Answer with a number only, giving how many lines in the data below include "digits".
======== Supplied entries
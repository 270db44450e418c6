//! The storage seam.
//!
//! The core never touches a file format. A `Backend` opens shards by path and a `Shard` answers
//! metadata questions and reads hyper-rectangles. See `memory` for the stores shipped with this
//! crate, and the `mfdataset-netcdf` crate for real netCDF files.
//!
use std::collections::BTreeMap;
use std::fmt::Debug;
use std::path::{Path, PathBuf};

use ndarray::ArrayD;
use num_traits::{cast, NumCast};
use serde::{Deserialize, Serialize};

use crate::{
    errors::{Error, Result},
    geom::ReadRange,
};

/// A dimension of a shard
#[derive(Clone, Debug, PartialEq, Eq, Serialize, Deserialize)]
pub struct Dimension {
    pub name: String,
    pub len: usize,

    /// Whether this is the growable ("unlimited") dimension
    #[serde(default)]
    pub unlimited: bool,
}

impl Dimension {
    pub fn new(name: impl Into<String>, len: usize) -> Self {
        Self {
            name: name.into(),
            len,
            unlimited: false,
        }
    }

    pub fn unlimited(name: impl Into<String>, len: usize) -> Self {
        Self {
            name: name.into(),
            len,
            unlimited: true,
        }
    }
}

/// Metadata for one variable of a shard
#[derive(Clone, Debug, PartialEq)]
pub struct VariableInfo {
    pub name: String,

    /// Dimension names, in the variable's own order
    pub dimensions: Vec<String>,

    /// Length of each dimension in this shard
    pub shape: Vec<usize>,

    /// String valued attributes, e.g. "units" or "long_name"
    pub attributes: BTreeMap<String, String>,
}

/// A store of shards, addressed by path.
///
pub trait Backend {
    type Shard: Shard;

    /// Open a shard for reading. The shard is released when the returned value is dropped.
    ///
    fn open(&self, path: &Path) -> Result<Self::Shard>;

    /// Whether a shard exists at `path`
    fn exists(&self, path: &Path) -> bool {
        path.exists()
    }

    /// Expand a glob pattern into the paths of existing shards, sorted lexicographically.
    ///
    fn expand(&self, pattern: &str) -> Result<Vec<PathBuf>> {
        let entries = glob::glob(pattern)
            .map_err(|err| Error::path(format!("bad pattern {pattern}: {err}")))?;
        let mut paths = entries
            .collect::<std::result::Result<Vec<_>, _>>()
            .map_err(|err| Error::path(format!("can't expand {pattern}: {err}")))?;
        sort_paths(&mut paths);

        Ok(paths)
    }
}

/// Sort paths as plain strings. `PathBuf`'s own order compares component by component, which
/// puts `a/f.nc` before `a-b/f.nc`.
pub(crate) fn sort_paths(paths: &mut [PathBuf]) {
    paths.sort_by(|a, b| a.as_os_str().cmp(b.as_os_str()));
}

/// An opened shard.
///
pub trait Shard {
    /// All dimensions of the shard, in the shard's order
    fn dimensions(&self) -> Result<Vec<Dimension>>;

    /// All variables of the shard
    fn variables(&self) -> Result<Vec<VariableInfo>>;

    /// Metadata for a single variable, `None` if the shard has no such variable
    fn variable(&self, name: &str) -> Result<Option<VariableInfo>> {
        Ok(self
            .variables()?
            .into_iter()
            .find(|variable| variable.name == name))
    }

    /// Read the hyper-rectangle given by one range per dimension of `variable`.
    ///
    /// Must fail, not panic, if a range doesn't fit the variable's extent.
    ///
    fn read(&self, variable: &str, ranges: &[ReadRange]) -> Result<ArrayD<f64>>;
}

/// Numeric types an extracted array can be cast to
pub trait Element: NumCast + Copy + Debug + 'static {}

impl<N> Element for N where N: NumCast + Copy + Debug + 'static {}

/// Cast a freshly read array into the caller's element type.
///
pub(crate) fn cast_array<N: Element>(array: ArrayD<f64>) -> Result<ArrayD<N>> {
    let shape = array.raw_dim();
    let values = array
        .into_iter()
        .map(|value| {
            cast::<f64, N>(value).ok_or_else(|| {
                Error::backend(format!(
                    "value {value} can't be represented as {}",
                    std::any::type_name::<N>()
                ))
            })
        })
        .collect::<Result<Vec<N>>>()?;

    Ok(ArrayD::from_shape_vec(shape, values)?)
}

/// Check `ranges` against `shape` and turn them into concrete (start, stop) pairs.
///
/// Shared by backends so that out-of-extent reads fail the same way everywhere.
///
pub fn bound_ranges(
    variable: &str,
    shape: &[usize],
    ranges: &[ReadRange],
) -> Result<Vec<(usize, usize)>> {
    if shape.len() != ranges.len() {
        return Err(Error::backend(format!(
            "{variable} has {} dimensions, got {} read ranges",
            shape.len(),
            ranges.len()
        )));
    }

    shape
        .iter()
        .zip(ranges)
        .map(|(&len, range)| {
            range.bounded(len).ok_or_else(|| {
                Error::backend(format!(
                    "read range {range} outside dimension of length {len} for {variable}"
                ))
            })
        })
        .collect()
}

#[cfg(test)]
mod tests {
    use ndarray::{array, IxDyn};

    use super::*;

    #[test]
    fn test_cast_array() -> Result<()> {
        let array = array![[1.0, 2.0], [3.0, 4.0]].into_dyn();
        let cast: ArrayD<i32> = cast_array(array)?;
        assert_eq!(cast, array![[1, 2], [3, 4]].into_dyn());

        Ok(())
    }

    #[test]
    fn test_cast_array_unrepresentable() {
        let array = ArrayD::from_elem(IxDyn(&[2]), f64::NAN);
        let err = cast_array::<i64>(array).unwrap_err();
        assert!(matches!(err, Error::Backend(_)));
    }

    #[test]
    fn test_bound_ranges() -> Result<()> {
        let ranges = [ReadRange::new(1, Some(3)), ReadRange::full()];
        assert_eq!(bound_ranges("h", &[4, 5], &ranges)?, vec![(1, 3), (0, 5)]);

        let ranges = [ReadRange::new(1, Some(6)), ReadRange::full()];
        assert!(bound_ranges("h", &[4, 5], &ranges).is_err());
        assert!(bound_ranges("h", &[4], &ranges).is_err());

        Ok(())
    }
}
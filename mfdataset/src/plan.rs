//! Mapping a global range of the time dimension onto the shards that hold it.
//!
use crate::{
    errors::{Error, Result},
    geom::ReadRange,
};

/// What to read from one shard.
///
#[derive(Clone, Copy, Debug, PartialEq, Eq)]
pub enum FilePlan {
    /// The shard holds none of the requested range
    Skip,

    /// The whole shard lies inside the requested range
    Full,

    /// Inclusive local bounds. `None` for `start` means from the shard's first entry, `None` for
    /// `stop` means through its last entry.
    Partial {
        start: Option<usize>,
        stop: Option<usize>,
    },
}

impl FilePlan {
    pub fn participates(&self) -> bool {
        !matches!(self, Self::Skip)
    }

    /// Local inclusive bounds, `None` if the shard doesn't participate
    pub fn bounds(&self) -> Option<(Option<usize>, Option<usize>)> {
        match *self {
            Self::Skip => None,
            Self::Full => Some((None, None)),
            Self::Partial { start, stop } => Some((start, stop)),
        }
    }

    /// Read range along the time dimension of this shard
    pub fn read_range(&self) -> Option<ReadRange> {
        self.bounds()
            .map(|(start, stop)| ReadRange::inclusive(start, stop))
    }
}

/// Plan the reads for global inclusive range `start..=stop`, given each shard's entry count.
///
/// The shards holding `start` and `stop` get explicit local bounds, shards strictly between
/// them are read in full and every other shard is skipped. Callers validate the range against
/// the total count first, so failing to place either end is an internal error.
///
pub fn plan(start: usize, stop: usize, counts: &[usize]) -> Result<Vec<FilePlan>> {
    if start > stop {
        return Err(Error::internal(format!(
            "planned range ({start}, {stop}) is reversed"
        )));
    }
    let (first, lower) = find_shard(start, counts).ok_or_else(|| not_found(start, counts))?;
    let (last, upper) = find_shard(stop, counts).ok_or_else(|| not_found(stop, counts))?;

    let mut plans = vec![FilePlan::Skip; counts.len()];
    match last - first {
        0 => {
            plans[first] = FilePlan::Partial {
                start: Some(lower),
                stop: Some(upper),
            };
        }
        1 => {
            plans[first] = FilePlan::Partial {
                start: Some(lower),
                stop: None,
            };
            plans[last] = FilePlan::Partial {
                start: None,
                stop: Some(upper),
            };
        }
        _ => {
            plans[first] = FilePlan::Partial {
                start: Some(lower),
                stop: None,
            };
            for shard in first + 1..last {
                if counts[shard] > 0 {
                    plans[shard] = FilePlan::Full;
                }
            }
            plans[last] = FilePlan::Partial {
                start: None,
                stop: Some(upper),
            };
        }
    }

    Ok(plans)
}

/// Shard and local index of global index `index`. Empty shards never hold an index.
fn find_shard(index: usize, counts: &[usize]) -> Option<(usize, usize)> {
    let mut offset = 0;
    for (shard, &count) in counts.iter().enumerate() {
        if index < offset + count {
            return Some((shard, index - offset));
        }
        offset += count;
    }

    None
}

fn not_found(index: usize, counts: &[usize]) -> Error {
    Error::internal(format!(
        "global index {index} not in any shard (total {})",
        counts.iter().sum::<usize>()
    ))
}

#[cfg(test)]
mod tests {
    use paste::paste;

    use super::*;

    /// Global indices a set of plans would read
    fn covered(plans: &[FilePlan], counts: &[usize]) -> Vec<usize> {
        let mut indices = vec![];
        let mut offset = 0;
        for (plan, &count) in plans.iter().zip(counts) {
            if let Some((start, stop)) = plan.read_range().and_then(|range| range.bounded(count)) {
                indices.extend(offset + start..offset + stop);
            }
            offset += count;
        }

        indices
    }

    #[test]
    fn test_range_across_two_shards() -> Result<()> {
        let plans = plan(3, 7, &[5, 5, 5])?;
        assert_eq!(
            plans,
            vec![
                FilePlan::Partial {
                    start: Some(3),
                    stop: None
                },
                FilePlan::Partial {
                    start: None,
                    stop: Some(2)
                },
                FilePlan::Skip,
            ]
        );
        assert_eq!(plans[0].read_range(), Some(ReadRange::new(3, None)));
        assert_eq!(plans[1].read_range(), Some(ReadRange::new(0, Some(3))));
        assert_eq!(plans[2].read_range(), None);

        Ok(())
    }

    #[test]
    fn test_range_inside_one_shard() -> Result<()> {
        let plans = plan(6, 8, &[5, 5, 5])?;
        assert_eq!(
            plans,
            vec![
                FilePlan::Skip,
                FilePlan::Partial {
                    start: Some(1),
                    stop: Some(3)
                },
                FilePlan::Skip,
            ]
        );

        Ok(())
    }

    #[test]
    fn test_range_with_middle_shards() -> Result<()> {
        let plans = plan(4, 16, &[5, 5, 0, 5, 5])?;
        assert_eq!(
            plans,
            vec![
                FilePlan::Partial {
                    start: Some(4),
                    stop: None
                },
                FilePlan::Full,
                FilePlan::Skip,
                FilePlan::Full,
                FilePlan::Partial {
                    start: None,
                    stop: Some(1)
                },
            ]
        );

        Ok(())
    }

    #[test]
    fn test_adjacent_shards_at_boundary() -> Result<()> {
        // last entry of one shard through first entry of the next
        let plans = plan(4, 5, &[5, 5, 5])?;
        assert_eq!(plans[2], FilePlan::Skip);
        assert_eq!(covered(&plans, &[5, 5, 5]), vec![4, 5]);

        Ok(())
    }

    #[test]
    fn test_reversed_range() {
        assert!(plan(7, 3, &[5, 5, 5]).unwrap_err().is_internal());
    }

    macro_rules! plan_tests {
        ($name:ident, $counts:expr) => {
            paste! {
                #[test]
                fn [<test_ $name _covers_requested_range>]() -> Result<()> {
                    let counts: &[usize] = &$counts;
                    let total: usize = counts.iter().sum();
                    for start in 0..total {
                        for stop in start..total {
                            let plans = plan(start, stop, counts)?;
                            assert_eq!(covered(&plans, counts), (start..=stop).collect::<Vec<_>>());
                        }
                    }

                    Ok(())
                }

                #[test]
                fn [<test_ $name _at_most_two_partial>]() -> Result<()> {
                    let counts: &[usize] = &$counts;
                    let total: usize = counts.iter().sum();
                    for start in 0..total {
                        for stop in start..total {
                            let plans = plan(start, stop, counts)?;
                            let partial = plans
                                .iter()
                                .filter(|plan| matches!(plan, FilePlan::Partial { .. }))
                                .count();
                            assert!((1..=2).contains(&partial));
                        }
                    }

                    Ok(())
                }

                #[test]
                fn [<test_ $name _out_of_range>]() {
                    let counts: &[usize] = &$counts;
                    let total: usize = counts.iter().sum();
                    assert!(plan(0, total, counts).unwrap_err().is_internal());
                    assert!(plan(total, total + 3, counts).unwrap_err().is_internal());
                }
            }
        };
    }

    plan_tests!(even, [5, 5, 5]);
    plan_tests!(ragged, [1, 7, 2, 4]);
    plan_tests!(empty_shards, [3, 0, 4, 0, 0, 2]);
    plan_tests!(single_shard, [9]);
    plan_tests!(singletons, [1, 1, 1, 1]);
}
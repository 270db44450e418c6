//! Reading planned hyper-rectangles and stitching them together.
//!
use std::path::{Path, PathBuf};

use ndarray::{ArrayD, Axis};

use crate::{
    backend::{Backend, Shard},
    errors::{Error, Result},
    geom::ReadRange,
    limits::IndexLimit,
    plan::FilePlan,
};

/// Read `variable` from every participating shard and concatenate along the time axis.
///
/// `limits` are the resolved limits in the variable's dimension order. The limit at `time` is
/// replaced by each shard's local bounds from `plans`.
///
pub(crate) fn read_planned<B: Backend>(
    backend: &B,
    files: &[PathBuf],
    plans: &[FilePlan],
    variable: &str,
    limits: &[IndexLimit],
    time: usize,
) -> Result<ArrayD<f64>> {
    let mut parts = vec![];
    for (path, plan) in files.iter().zip(plans) {
        let local = match plan.read_range() {
            Some(local) => local,
            None => continue,
        };
        let ranges: Vec<ReadRange> = limits
            .iter()
            .enumerate()
            .map(|(i, limit)| if i == time { local } else { limit.read_range() })
            .collect();

        tracing::debug!(file = %path.display(), ranges = %show(&ranges), "reading shard");
        let shard = backend.open(path)?;
        parts.push(shard.read(variable, &ranges)?);
    }

    if parts.is_empty() {
        return Err(Error::internal(format!("no shard planned for {variable}")));
    }
    let views: Vec<_> = parts.iter().map(|part| part.view()).collect();
    let array = ndarray::concatenate(Axis(time), &views)?;

    if let IndexLimit::Inclusive(start, stop) = limits[time] {
        let expected = stop - start + 1;
        if array.shape()[time] != expected {
            return Err(Error::backend(format!(
                "shards returned {} entries along the time axis, expected {expected}",
                array.shape()[time]
            )));
        }
    }

    Ok(array)
}

/// Read `variable` from a single shard.
///
pub(crate) fn read_one<B: Backend>(
    backend: &B,
    path: &Path,
    variable: &str,
    limits: &[IndexLimit],
) -> Result<ArrayD<f64>> {
    let ranges: Vec<ReadRange> = limits.iter().map(IndexLimit::read_range).collect();
    tracing::debug!(file = %path.display(), ranges = %show(&ranges), "reading shard");
    let shard = backend.open(path)?;

    shard.read(variable, &ranges)
}

/// Drop every axis whose limit collapsed to a single index.
///
pub(crate) fn squeeze<N>(mut array: ArrayD<N>, limits: &[IndexLimit]) -> ArrayD<N> {
    // Highest axis first, so lower axis numbers stay put
    for (axis, limit) in limits.iter().enumerate().rev() {
        if limit.is_point() {
            array = array.index_axis_move(Axis(axis), 0);
        }
    }

    array
}

fn show(ranges: &[ReadRange]) -> String {
    ranges
        .iter()
        .map(ReadRange::to_string)
        .collect::<Vec<_>>()
        .join(", ")
}
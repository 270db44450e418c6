//! Shard stores that ship with the core: shards held in RAM, and shards stored as JSON files.
//!
use std::collections::BTreeMap;
use std::fs::File;
use std::io::{BufReader, BufWriter, Write};
use std::path::{Path, PathBuf};
use std::sync::atomic::{AtomicUsize, Ordering};
use std::sync::Arc;

use ndarray::{ArrayD, ArrayViewD, IxDyn, Slice};
use serde::{Deserialize, Serialize};

use crate::{
    backend::{bound_ranges, sort_paths, Backend, Dimension, Shard, VariableInfo},
    errors::{Error, Result},
    geom::ReadRange,
};

/// A complete, self describing shard.
///
/// Values are stored flat, in row-major order over the variable's dimensions.
///
#[derive(Clone, Debug, Default, PartialEq, Serialize, Deserialize)]
pub struct ShardData {
    pub dimensions: Vec<Dimension>,
    pub variables: Vec<VariableData>,
}

#[derive(Clone, Debug, PartialEq, Serialize, Deserialize)]
pub struct VariableData {
    pub name: String,
    pub dimensions: Vec<String>,

    #[serde(default)]
    pub attributes: BTreeMap<String, String>,

    pub values: Vec<f64>,
}

impl ShardData {
    pub fn new() -> Self {
        Self::default()
    }

    pub fn with_dimension(mut self, dimension: Dimension) -> Self {
        self.dimensions.push(dimension);
        self
    }

    pub fn with_variable<S: AsRef<str>>(
        mut self,
        name: impl Into<String>,
        dimensions: &[S],
        values: Vec<f64>,
    ) -> Self {
        self.variables.push(VariableData {
            name: name.into(),
            dimensions: dimensions.iter().map(|d| d.as_ref().to_string()).collect(),
            attributes: BTreeMap::new(),
            values,
        });
        self
    }

    /// Add a variable from an array, whose shape must agree with the named dimensions.
    ///
    pub fn with_array<S: AsRef<str>>(
        self,
        name: impl Into<String>,
        dimensions: &[S],
        array: ArrayD<f64>,
    ) -> Self {
        let values = array.iter().copied().collect();
        self.with_variable(name, dimensions, values)
    }

    /// Set a string attribute on an already added variable. Unknown variables are ignored.
    ///
    pub fn with_attribute(
        mut self,
        variable: &str,
        name: impl Into<String>,
        value: impl Into<String>,
    ) -> Self {
        if let Some(var) = self.variables.iter_mut().find(|v| v.name == variable) {
            var.attributes.insert(name.into(), value.into());
        }
        self
    }

    fn shape_of(&self, variable: &VariableData) -> Result<Vec<usize>> {
        variable
            .dimensions
            .iter()
            .map(|name| {
                self.dimensions
                    .iter()
                    .find(|dim| &dim.name == name)
                    .map(|dim| dim.len)
                    .ok_or_else(|| {
                        Error::backend(format!(
                            "variable {} uses undeclared dimension {name}",
                            variable.name
                        ))
                    })
            })
            .collect()
    }
}

/// A shard opened from a `MemoryBackend` or `JsonBackend`
#[derive(Clone, Debug)]
pub struct MemoryShard(Arc<ShardData>);

impl From<ShardData> for MemoryShard {
    fn from(data: ShardData) -> Self {
        Self(Arc::new(data))
    }
}

impl Shard for MemoryShard {
    fn dimensions(&self) -> Result<Vec<Dimension>> {
        Ok(self.0.dimensions.clone())
    }

    fn variables(&self) -> Result<Vec<VariableInfo>> {
        self.0
            .variables
            .iter()
            .map(|variable| {
                Ok(VariableInfo {
                    name: variable.name.clone(),
                    dimensions: variable.dimensions.clone(),
                    shape: self.0.shape_of(variable)?,
                    attributes: variable.attributes.clone(),
                })
            })
            .collect()
    }

    fn read(&self, variable: &str, ranges: &[ReadRange]) -> Result<ArrayD<f64>> {
        let data = self
            .0
            .variables
            .iter()
            .find(|v| v.name == variable)
            .ok_or_else(|| Error::backend(format!("no variable {variable} in shard")))?;
        let shape = self.0.shape_of(data)?;
        let bounds = bound_ranges(variable, &shape, ranges)?;
        let view = ArrayViewD::from_shape(IxDyn(&shape), data.values.as_slice())?;
        let window = view.slice_each_axis(|axis| {
            let (start, stop) = bounds[axis.axis.index()];
            Slice::from(start..stop)
        });

        Ok(window.to_owned())
    }
}

/// Shards kept in RAM, keyed by path.
///
/// Counts how many times a shard has been opened, which lets callers check that a request was
/// turned down before any shard was touched.
///
#[derive(Debug, Default)]
pub struct MemoryBackend {
    shards: BTreeMap<PathBuf, Arc<ShardData>>,
    opens: AtomicUsize,
}

impl MemoryBackend {
    pub fn new() -> Self {
        Self::default()
    }

    pub fn insert(&mut self, path: impl Into<PathBuf>, shard: ShardData) {
        self.shards.insert(path.into(), Arc::new(shard));
    }

    pub fn with_shard(mut self, path: impl Into<PathBuf>, shard: ShardData) -> Self {
        self.insert(path, shard);
        self
    }

    /// Number of `open` calls made so far
    pub fn opens(&self) -> usize {
        self.opens.load(Ordering::SeqCst)
    }
}

impl Backend for MemoryBackend {
    type Shard = MemoryShard;

    fn open(&self, path: &Path) -> Result<MemoryShard> {
        self.opens.fetch_add(1, Ordering::SeqCst);
        let shard = self
            .shards
            .get(path)
            .ok_or_else(|| Error::path(format!("no shard at {}", path.display())))?;

        Ok(MemoryShard(Arc::clone(shard)))
    }

    fn exists(&self, path: &Path) -> bool {
        self.shards.contains_key(path)
    }

    fn expand(&self, pattern: &str) -> Result<Vec<PathBuf>> {
        let pattern = glob::Pattern::new(pattern)
            .map_err(|err| Error::path(format!("bad pattern {pattern}: {err}")))?;

        let mut paths: Vec<PathBuf> = self
            .shards
            .keys()
            .filter(|path| pattern.matches_path(path))
            .cloned()
            .collect();
        sort_paths(&mut paths);

        Ok(paths)
    }
}

/// Shards stored on disk as JSON serialized `ShardData`
#[derive(Clone, Copy, Debug, Default)]
pub struct JsonBackend;

impl JsonBackend {
    pub fn write_shard(path: impl AsRef<Path>, shard: &ShardData) -> Result<()> {
        let mut writer = BufWriter::new(File::create(path)?);
        serde_json::to_writer(&mut writer, shard)?;
        writer.flush()?;

        Ok(())
    }
}

impl Backend for JsonBackend {
    type Shard = MemoryShard;

    fn open(&self, path: &Path) -> Result<MemoryShard> {
        let file = File::open(path)?;
        let shard: ShardData = serde_json::from_reader(BufReader::new(file))?;

        Ok(MemoryShard(Arc::new(shard)))
    }
}
//! Decoding of CF style time coordinates ("hours since 2019-03-07 00:00:00").
//!
use std::fmt;
use std::str::FromStr;

use chrono::{DateTime, Duration, NaiveDate, NaiveTime, TimeZone, Utc};
use serde::{Deserialize, Serialize};

use crate::errors::{Error, Result};

/// Calendars that can be decoded.
///
/// Other CF calendars (`noleap`, `360_day`, `julian`, ...) are rejected with `Error::Units`.
///
#[derive(Debug, Clone, Copy, Default, PartialEq, Eq, Serialize, Deserialize)]
#[serde(rename_all = "snake_case")]
pub enum Calendar {
    /// Mixed Julian/Gregorian. Only dates from 1582-10-15 on are supported.
    #[default]
    Standard,
    ProlepticGregorian,
}

impl Calendar {
    pub fn name(&self) -> &'static str {
        match self {
            Self::Standard => "standard",
            Self::ProlepticGregorian => "proleptic_gregorian",
        }
    }
}

impl FromStr for Calendar {
    type Err = Error;

    fn from_str(s: &str) -> Result<Self> {
        match s.trim().to_ascii_lowercase().as_str() {
            "" | "standard" | "gregorian" => Ok(Self::Standard),
            "proleptic_gregorian" => Ok(Self::ProlepticGregorian),
            other => Err(Error::units(format!("calendar {other} is not supported"))),
        }
    }
}

impl fmt::Display for Calendar {
    fn fmt(&self, f: &mut fmt::Formatter<'_>) -> fmt::Result {
        write!(f, "{}", self.name())
    }
}

/// A parsed `<unit> since <reference>` time units string.
///
#[derive(Clone, Copy, Debug, PartialEq, Eq)]
pub struct TimeUnits {
    /// Length of one unit, in microseconds
    step: i64,

    /// The reference time values are counted from
    epoch: DateTime<Utc>,
}

impl TimeUnits {
    pub fn parse(units: &str, calendar: Calendar) -> Result<Self> {
        let lower = units.trim().to_ascii_lowercase();
        let (unit, reference) = lower
            .split_once(" since ")
            .ok_or_else(|| Error::units(format!("expected '<unit> since <date>', got {units:?}")))?;
        let step = unit_micros(unit.trim())
            .ok_or_else(|| Error::units(format!("unknown time unit {unit:?} in {units:?}")))?;
        let epoch = parse_reference(reference)
            .ok_or_else(|| Error::units(format!("bad reference time in {units:?}")))?;

        if calendar == Calendar::Standard && epoch < gregorian_start() {
            return Err(Error::units(format!(
                "reference time in {units:?} falls before the Gregorian switch-over, which the \
                 standard calendar can't decode"
            )));
        }

        Ok(Self { step, epoch })
    }

    pub fn epoch(&self) -> DateTime<Utc> {
        self.epoch
    }

    /// Convert one raw value into a timestamp, rounded to the microsecond.
    ///
    pub fn decode(&self, value: f64) -> Result<DateTime<Utc>> {
        let micros = value * self.step as f64;
        if !micros.is_finite() || micros.abs() >= i64::MAX as f64 {
            return Err(Error::units(format!("time value {value} can't be decoded")));
        }

        self.epoch
            .checked_add_signed(Duration::microseconds(micros.round() as i64))
            .ok_or_else(|| Error::units(format!("time value {value} out of range")))
    }
}

fn gregorian_start() -> DateTime<Utc> {
    Utc.with_ymd_and_hms(1582, 10, 15, 0, 0, 0)
        .single()
        .unwrap_or(DateTime::<Utc>::MIN_UTC)
}

fn unit_micros(unit: &str) -> Option<i64> {
    Some(match unit {
        "microseconds" | "microsecond" | "microsecs" | "microsec" | "us" => 1,
        "milliseconds" | "millisecond" | "millisecs" | "millisec" | "msecs" | "msec" | "ms" => {
            1_000
        }
        "seconds" | "second" | "secs" | "sec" | "s" => 1_000_000,
        "minutes" | "minute" | "mins" | "min" => 60_000_000,
        "hours" | "hour" | "hrs" | "hr" | "h" => 3_600_000_000,
        "days" | "day" | "d" => 86_400_000_000,
        "weeks" | "week" => 604_800_000_000,
        _ => return None,
    })
}

/// Parse `Y-M-D[( |T)h[:m[:s[.f]]]][Z|UTC|(+|-)hh[:mm]]`, all fields possibly unpadded.
///
/// Expects lower case input.
///
fn parse_reference(reference: &str) -> Option<DateTime<Utc>> {
    let reference = reference.trim();
    let (date, rest) = match reference.find(|c: char| c == ' ' || c == 't') {
        Some(i) => (&reference[..i], reference[i + 1..].trim()),
        None => (reference, ""),
    };

    let mut fields = date.split('-');
    let year = fields.next()?.parse().ok()?;
    let month = fields.next()?.parse().ok()?;
    let day = fields.next()?.parse().ok()?;
    if fields.next().is_some() {
        return None;
    }
    let date = NaiveDate::from_ymd_opt(year, month, day)?;

    let rest = rest
        .strip_suffix("utc")
        .or_else(|| rest.strip_suffix('z'))
        .unwrap_or(rest)
        .trim();
    let (clock, offset) = match rest.find(|c: char| c == '+' || c == '-' || c == ' ') {
        Some(i) => (&rest[..i], Some(rest[i..].trim())),
        None => (rest, None),
    };

    let mut naive = date.and_time(NaiveTime::from_hms_opt(0, 0, 0)?);
    if !clock.is_empty() {
        let mut fields = clock.split(':');
        let hour = fields.next()?.parse().ok()?;
        let minute = fields.next().map(str::parse).transpose().ok()?.unwrap_or(0);
        let second: f64 = fields.next().map(str::parse).transpose().ok()?.unwrap_or(0.0);
        if fields.next().is_some() || !(0.0..61.0).contains(&second) {
            return None;
        }
        naive = date.and_time(NaiveTime::from_hms_opt(hour, minute, 0)?);
        naive += Duration::microseconds((second * 1e6).round() as i64);
    }

    if let Some(offset) = offset {
        naive -= parse_offset(offset)?;
    }

    Some(Utc.from_utc_datetime(&naive))
}

fn parse_offset(offset: &str) -> Option<Duration> {
    let (sign, digits) = match offset.chars().next()? {
        '+' => (1, &offset[1..]),
        '-' => (-1, &offset[1..]),
        _ => (1, offset),
    };
    let (hours, minutes) = match digits.split_once(':') {
        Some((hours, minutes)) => (hours.parse::<i64>().ok()?, minutes.parse::<i64>().ok()?),
        None if digits.len() == 4 => (
            digits.get(..2)?.parse().ok()?,
            digits.get(2..)?.parse().ok()?,
        ),
        None => (digits.parse().ok()?, 0),
    };

    Some(Duration::minutes(sign * (hours * 60 + minutes)))
}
================
__Answer box__. 6